== Work to complete ==
Set down a word-for-word copy of the data below, limited to the lines from the first through the line with "the request worked.".

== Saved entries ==
use thiserror::Error;

#[derive(Debug, Error)]
pub enum GramError {
    #[error("configuration error: {0}")]
    Config(String),

    #[error("unknown algorithm `{0}`, expected one of gram, robust_rl, contextual_rl, domain_rand, gram_separate, gram_modular")]
    UnknownAlgorithm(String),

    #[error("invalid range for {name}: min {min} is greater than max {max}")]
    InvalidRange { name: String, min: f32, max: f32 },

    #[error("numerical instability: {0}")]
    NumericalInstability(String),

    #[error("rollout storage overflow: horizon of {horizon} steps already filled")]
    StorageOverflow { horizon: usize },

    #[error("rollout storage underfilled: {filled} of {horizon} steps recorded")]
    StorageUnderfilled { filled: usize, horizon: usize },

    #[error("shape mismatch for {what}: expected {expected:?}, got {actual:?}")]
    ShapeMismatch {
        what: &'static str,
        expected: Vec<usize>,
        actual: Vec<usize>,
    },

    #[error("environment error: {0}")]
    Environment(String),

    #[error("checkpoint error: {0}")]
    Checkpoint(String),

    #[error(transparent)]
    Candle(#[from] candle_core::Error),

    #[error(transparent)]
    Io(#[from] std::io::Error),
}

pub type Result<T> = std::result::Result<T, GramError>;
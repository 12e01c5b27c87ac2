//! Administrative operations: listing topics and probing a cluster.
use crate::{
    conf::ConnectionProfile,
    kafka::{
        base::KafkaGatewayError,
        client::{create_client, release},
        credentials::build_client_config,
    },
    utils::o11y::logging::{as_error, as_warning},
};

use std::time::Duration;

use rdkafka::metadata::Metadata;
use serde::Serialize;
use tracing::{debug, info, instrument};

/// Open an administrative session, run `extract` over the cluster metadata
/// and disconnect.
///
/// The metadata request blocks, so it runs on the blocking pool together with
/// the session; the session is released whether or not the request worked.
async fn with_cluster_metadata<T, F>(
    bearer_token: &str,
    profile: &ConnectionProfile,
    timeout: Duration,
    extract: F,
) -> Result<T, KafkaGatewayError>
where
    T: Send + 'static,
    F: FnOnce(&Metadata) -> T + Send + 'static,
{
    let handle = create_client(build_client_config(bearer_token, profile));
    let admin = handle
        .admin()
        .inspect_err(as_error!("failed to create admin client"))?;

    let (admin, result) = tokio::task::spawn_blocking(move || {
        let result = admin
            .inner()
            .fetch_metadata(None, timeout)
            .map(|metadata| extract(&metadata));
        (admin, result)
    })
    .await?;

    let released = release(admin, "admin").await;
    let value = result?;
    released?;
    Ok(value)
}

/// List the names of the topics visible to the caller, sorted.
#[instrument(skip_all, fields(kafka.bootstrap = %profile.bootstrap_servers()), err)]
pub async fn list_topics(
    bearer_token: &str,
    profile: &ConnectionProfile,
    timeout: Duration,
) -> Result<Vec<String>, KafkaGatewayError> {
    let topics = with_cluster_metadata(bearer_token, profile, timeout, topic_names)
        .await
        .inspect_err(as_error!("failed to list topics"))?;
    info!(count = topics.len(), "listed topics");
    Ok(topics)
}

fn topic_names(metadata: &Metadata) -> Vec<String> {
    let mut names: Vec<String> = metadata
        .topics()
        .iter()
        .map(|topic| topic.name().to_string())
        .collect();
    names.sort();
    names
}

/// What the cluster looked like when probed.
#[derive(Debug, Clone, Copy, PartialEq, Eq)]
pub struct ClusterSummary {
    pub broker_count: usize,
    pub topic_count: usize,
}

fn summarize(metadata: &Metadata) -> ClusterSummary {
    ClusterSummary {
        broker_count: metadata.brokers().len(),
        topic_count: metadata.topics().len(),
    }
}

/// Outcome of a connection probe. A failed probe is a normal result, not an
/// error.
#[derive(Debug, Clone, PartialEq, Eq, Serialize)]
pub struct ProbeResult {
    pub success: bool,
    pub message: String,
    #[serde(skip_serializing_if = "Option::is_none")]
    pub error: Option<String>,
    pub timestamp: String,
}

impl ProbeResult {
    fn succeeded(summary: ClusterSummary) -> Self {
        ProbeResult {
            success: true,
            message: format!(
                "Connection successful: {} broker(s) and {} topic(s) visible",
                summary.broker_count, summary.topic_count
            ),
            error: None,
            timestamp: chrono::Utc::now().to_rfc3339(),
        }
    }

    fn failed(error: &KafkaGatewayError) -> Self {
        ProbeResult {
            success: false,
            message: "Connection failed".to_string(),
            error: Some(error.to_string()),
            timestamp: chrono::Utc::now().to_rfc3339(),
        }
    }
}

/// Check that the cluster is reachable with the caller's credentials.
///
/// Never fails: any error is reported in the returned [`ProbeResult`].
#[instrument(skip_all, fields(kafka.bootstrap = %profile.bootstrap_servers()))]
pub async fn probe_connection(
    bearer_token: &str,
    profile: &ConnectionProfile,
    timeout: Duration,
) -> ProbeResult {
    match with_cluster_metadata(bearer_token, profile, timeout, summarize)
        .await
        .inspect_err(as_warning!("connection probe failed"))
    {
        Ok(summary) => {
            debug!(?summary, "connection probe succeeded");
            ProbeResult::succeeded(summary)
        }
        Err(error) => ProbeResult::failed(&error),
    }
}

#[cfg(test)]
mod tests {
    use super::*;

    #[test]
    fn probe_result_shapes() {
        let ok = ProbeResult::succeeded(ClusterSummary {
            broker_count: 3,
            topic_count: 7,
        });
        assert!(ok.success);
        assert!(ok.message.starts_with("Connection successful"));
        assert!(ok.error.is_none());
        let json = serde_json::to_value(&ok).unwrap();
        assert!(json.get("error").is_none());
        assert!(chrono::DateTime::parse_from_rfc3339(&ok.timestamp).is_ok());

        let failed = ProbeResult::failed(&KafkaGatewayError::Validation("broker unreachable".into()));
        assert!(!failed.success);
        assert_eq!(failed.message, "Connection failed");
        assert_eq!(failed.error.as_deref(), Some("broker unreachable"));
    }
}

== Answer for the task ==
use thiserror::Error;

#[derive(Debug, Error)]
pub enum GramError {
    #[error("configuration error: {0}")]
    Config(String),

    #[error("unknown algorithm `{0}`, expected one of gram, robust_rl, contextual_rl, domain_rand, gram_separate, gram_modular")]
    UnknownAlgorithm(String),

    #[error("invalid range for {name}: min {min} is greater than max {max}")]
    InvalidRange { name: String, min: f32, max: f32 },

    #[error("numerical instability: {0}")]
    NumericalInstability(String),

    #[error("rollout storage overflow: horizon of {horizon} steps already filled")]
    StorageOverflow { horizon: usize },

    #[error("rollout storage underfilled: {filled} of {horizon} steps recorded")]
    StorageUnderfilled { filled: usize, horizon: usize },

    #[error("shape mismatch for {what}: expected {expected:?}, got {actual:?}")]
    ShapeMismatch {
        what: &'static str,
        expected: Vec<usize>,
        actual: Vec<usize>,
    },

    #[error("environment error: {0}")]
    Environment(String),

    #[error("checkpoint error: {0}")]
    Checkpoint(String),

    #[error(transparent)]
    Candle(#[from] candle_core::Error),

    #[error(transparent)]
    Io(#[from] std::io::Error),
}

pub type Result<T> = std::result::Result<T, GramError>;
repository 12e01c5b27c87ac2
//! Administrative operations: listing topics and probing a cluster.
use crate::{
    conf::ConnectionProfile,
    kafka::{
        base::KafkaGatewayError,
        client::{create_client, release},
        credentials::build_client_config,
    },
    utils::o11y::logging::{as_error, as_warning},
};

use std::time::Duration;

use rdkafka::metadata::Metadata;
use serde::Serialize;
use tracing::{debug, info, instrument};

/// Open an administrative session, run `extract` over the cluster metadata
/// and disconnect.
///
/// The metadata request blocks, so it runs on the blocking pool together with
/// the session; the session is released whether or not the request worked.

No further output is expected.